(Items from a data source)
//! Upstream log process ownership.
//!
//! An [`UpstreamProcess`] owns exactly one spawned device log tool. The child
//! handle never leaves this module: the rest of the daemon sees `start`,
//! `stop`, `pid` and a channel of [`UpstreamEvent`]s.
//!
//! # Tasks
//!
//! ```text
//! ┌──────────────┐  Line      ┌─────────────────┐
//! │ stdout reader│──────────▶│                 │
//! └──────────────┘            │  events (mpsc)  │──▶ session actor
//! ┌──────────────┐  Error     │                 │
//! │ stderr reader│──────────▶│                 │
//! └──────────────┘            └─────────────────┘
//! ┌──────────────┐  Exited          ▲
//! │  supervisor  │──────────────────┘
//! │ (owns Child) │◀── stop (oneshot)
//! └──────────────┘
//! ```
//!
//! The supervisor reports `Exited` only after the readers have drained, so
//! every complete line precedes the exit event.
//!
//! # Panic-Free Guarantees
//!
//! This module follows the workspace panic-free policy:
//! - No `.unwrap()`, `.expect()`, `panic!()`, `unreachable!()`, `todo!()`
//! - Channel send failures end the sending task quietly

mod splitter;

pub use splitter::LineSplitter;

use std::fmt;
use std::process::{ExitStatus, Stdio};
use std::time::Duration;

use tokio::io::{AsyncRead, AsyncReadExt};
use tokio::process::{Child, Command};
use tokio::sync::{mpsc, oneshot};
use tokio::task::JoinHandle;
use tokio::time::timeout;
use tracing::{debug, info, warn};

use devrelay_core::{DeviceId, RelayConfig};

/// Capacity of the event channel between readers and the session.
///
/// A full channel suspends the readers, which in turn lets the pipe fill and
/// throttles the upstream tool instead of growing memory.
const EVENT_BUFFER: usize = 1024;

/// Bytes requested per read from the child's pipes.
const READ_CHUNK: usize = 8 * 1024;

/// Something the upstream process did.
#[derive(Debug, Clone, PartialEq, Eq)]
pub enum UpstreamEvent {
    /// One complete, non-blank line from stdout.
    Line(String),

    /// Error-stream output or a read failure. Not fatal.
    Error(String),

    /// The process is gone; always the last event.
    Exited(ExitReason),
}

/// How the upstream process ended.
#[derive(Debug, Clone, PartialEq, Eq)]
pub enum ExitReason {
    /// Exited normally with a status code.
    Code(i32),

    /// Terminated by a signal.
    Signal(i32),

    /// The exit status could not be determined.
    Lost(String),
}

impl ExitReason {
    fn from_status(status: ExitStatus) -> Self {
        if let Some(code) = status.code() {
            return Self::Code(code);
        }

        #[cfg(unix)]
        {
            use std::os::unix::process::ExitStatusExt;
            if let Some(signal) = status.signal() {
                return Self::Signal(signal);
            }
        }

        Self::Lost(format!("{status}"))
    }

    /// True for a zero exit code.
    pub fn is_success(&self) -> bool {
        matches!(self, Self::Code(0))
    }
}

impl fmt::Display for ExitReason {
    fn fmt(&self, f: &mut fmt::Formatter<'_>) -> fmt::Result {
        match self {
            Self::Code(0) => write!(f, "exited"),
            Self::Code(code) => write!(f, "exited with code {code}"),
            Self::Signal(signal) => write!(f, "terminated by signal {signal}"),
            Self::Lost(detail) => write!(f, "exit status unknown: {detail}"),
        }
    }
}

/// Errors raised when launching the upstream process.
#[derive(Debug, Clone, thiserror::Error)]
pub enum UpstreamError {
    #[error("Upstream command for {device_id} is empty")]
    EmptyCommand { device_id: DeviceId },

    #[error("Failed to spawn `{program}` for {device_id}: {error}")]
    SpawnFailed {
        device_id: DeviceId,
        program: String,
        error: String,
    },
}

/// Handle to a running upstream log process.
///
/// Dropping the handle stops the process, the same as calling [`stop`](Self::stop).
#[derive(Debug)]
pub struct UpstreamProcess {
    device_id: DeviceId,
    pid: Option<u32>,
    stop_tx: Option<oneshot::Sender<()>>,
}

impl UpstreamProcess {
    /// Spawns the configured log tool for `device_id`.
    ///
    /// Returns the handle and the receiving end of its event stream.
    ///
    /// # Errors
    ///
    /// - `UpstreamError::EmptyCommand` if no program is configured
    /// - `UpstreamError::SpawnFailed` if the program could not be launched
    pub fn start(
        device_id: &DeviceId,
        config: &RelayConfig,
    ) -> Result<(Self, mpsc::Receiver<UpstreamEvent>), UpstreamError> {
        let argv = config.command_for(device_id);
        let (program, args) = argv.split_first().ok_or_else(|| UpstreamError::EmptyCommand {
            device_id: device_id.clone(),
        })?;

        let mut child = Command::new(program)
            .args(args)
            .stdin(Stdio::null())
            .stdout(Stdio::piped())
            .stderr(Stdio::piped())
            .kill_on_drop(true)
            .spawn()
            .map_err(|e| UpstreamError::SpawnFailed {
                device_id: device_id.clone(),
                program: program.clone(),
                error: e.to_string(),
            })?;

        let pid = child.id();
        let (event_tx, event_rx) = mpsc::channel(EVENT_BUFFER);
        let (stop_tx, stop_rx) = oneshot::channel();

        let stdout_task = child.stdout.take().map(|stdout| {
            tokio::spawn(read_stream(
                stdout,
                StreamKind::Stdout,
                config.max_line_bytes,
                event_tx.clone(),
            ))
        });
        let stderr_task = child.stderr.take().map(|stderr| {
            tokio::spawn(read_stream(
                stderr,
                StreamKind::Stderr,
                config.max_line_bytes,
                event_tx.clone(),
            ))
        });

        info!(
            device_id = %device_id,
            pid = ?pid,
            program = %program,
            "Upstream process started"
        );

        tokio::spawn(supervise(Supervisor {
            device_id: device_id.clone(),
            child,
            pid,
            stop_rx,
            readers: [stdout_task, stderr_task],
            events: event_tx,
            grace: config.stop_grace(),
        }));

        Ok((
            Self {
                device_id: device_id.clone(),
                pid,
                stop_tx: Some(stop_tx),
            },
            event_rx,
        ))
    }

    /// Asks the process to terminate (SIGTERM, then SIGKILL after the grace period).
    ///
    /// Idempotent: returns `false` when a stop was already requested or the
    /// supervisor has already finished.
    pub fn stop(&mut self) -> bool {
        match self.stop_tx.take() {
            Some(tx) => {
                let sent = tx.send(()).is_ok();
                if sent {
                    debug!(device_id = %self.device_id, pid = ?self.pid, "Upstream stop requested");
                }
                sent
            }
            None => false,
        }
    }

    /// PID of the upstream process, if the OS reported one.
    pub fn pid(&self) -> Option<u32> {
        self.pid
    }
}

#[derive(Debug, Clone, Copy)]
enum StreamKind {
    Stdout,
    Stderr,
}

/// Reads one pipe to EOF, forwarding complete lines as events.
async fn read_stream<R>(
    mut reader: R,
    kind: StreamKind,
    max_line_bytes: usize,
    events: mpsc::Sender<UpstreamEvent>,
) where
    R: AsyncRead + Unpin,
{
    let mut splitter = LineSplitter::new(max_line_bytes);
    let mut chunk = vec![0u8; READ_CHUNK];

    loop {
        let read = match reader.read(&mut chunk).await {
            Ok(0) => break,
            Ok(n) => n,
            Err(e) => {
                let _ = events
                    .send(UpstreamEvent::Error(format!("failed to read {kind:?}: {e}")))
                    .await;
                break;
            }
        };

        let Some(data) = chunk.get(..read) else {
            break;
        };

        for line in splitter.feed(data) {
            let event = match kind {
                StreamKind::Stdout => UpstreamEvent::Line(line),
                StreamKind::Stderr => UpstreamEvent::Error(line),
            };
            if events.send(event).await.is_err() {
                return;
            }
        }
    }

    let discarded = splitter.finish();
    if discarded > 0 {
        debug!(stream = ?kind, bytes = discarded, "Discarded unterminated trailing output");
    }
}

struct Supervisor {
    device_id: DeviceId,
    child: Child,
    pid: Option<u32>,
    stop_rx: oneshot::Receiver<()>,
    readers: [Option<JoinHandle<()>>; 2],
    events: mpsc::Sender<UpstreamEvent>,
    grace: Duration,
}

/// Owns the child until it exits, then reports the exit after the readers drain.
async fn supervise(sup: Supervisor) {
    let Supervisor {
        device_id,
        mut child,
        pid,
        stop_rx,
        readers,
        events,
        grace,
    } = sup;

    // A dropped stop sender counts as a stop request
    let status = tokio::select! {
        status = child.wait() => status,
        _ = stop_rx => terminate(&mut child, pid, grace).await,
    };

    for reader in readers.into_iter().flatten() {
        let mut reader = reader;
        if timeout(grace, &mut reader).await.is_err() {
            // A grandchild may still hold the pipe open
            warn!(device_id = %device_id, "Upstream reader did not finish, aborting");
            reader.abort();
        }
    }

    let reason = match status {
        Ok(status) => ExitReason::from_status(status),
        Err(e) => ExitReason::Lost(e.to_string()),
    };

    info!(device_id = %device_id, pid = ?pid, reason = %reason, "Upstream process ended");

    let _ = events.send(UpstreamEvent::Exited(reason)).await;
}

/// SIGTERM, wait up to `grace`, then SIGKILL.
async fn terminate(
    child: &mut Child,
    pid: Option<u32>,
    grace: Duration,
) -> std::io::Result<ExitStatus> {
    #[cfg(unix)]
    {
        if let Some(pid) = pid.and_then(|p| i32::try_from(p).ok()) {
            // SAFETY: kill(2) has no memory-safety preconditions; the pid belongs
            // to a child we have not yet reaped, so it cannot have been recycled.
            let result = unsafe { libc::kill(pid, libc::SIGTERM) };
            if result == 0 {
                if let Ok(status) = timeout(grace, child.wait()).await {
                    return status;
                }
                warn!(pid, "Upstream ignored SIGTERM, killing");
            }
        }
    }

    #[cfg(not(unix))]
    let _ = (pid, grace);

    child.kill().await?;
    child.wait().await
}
* * *
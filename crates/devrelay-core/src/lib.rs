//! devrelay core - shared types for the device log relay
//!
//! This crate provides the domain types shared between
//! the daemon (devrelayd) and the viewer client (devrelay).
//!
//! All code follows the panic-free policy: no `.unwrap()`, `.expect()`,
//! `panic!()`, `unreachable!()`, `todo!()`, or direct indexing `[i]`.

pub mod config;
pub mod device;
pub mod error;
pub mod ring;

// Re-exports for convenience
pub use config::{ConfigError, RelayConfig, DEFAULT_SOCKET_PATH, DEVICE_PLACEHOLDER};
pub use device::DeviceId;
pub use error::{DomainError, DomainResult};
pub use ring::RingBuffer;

Task item:
Once the lines containing "RelayConfig" in the data above are counted, give the total by itself.

Written solution:
3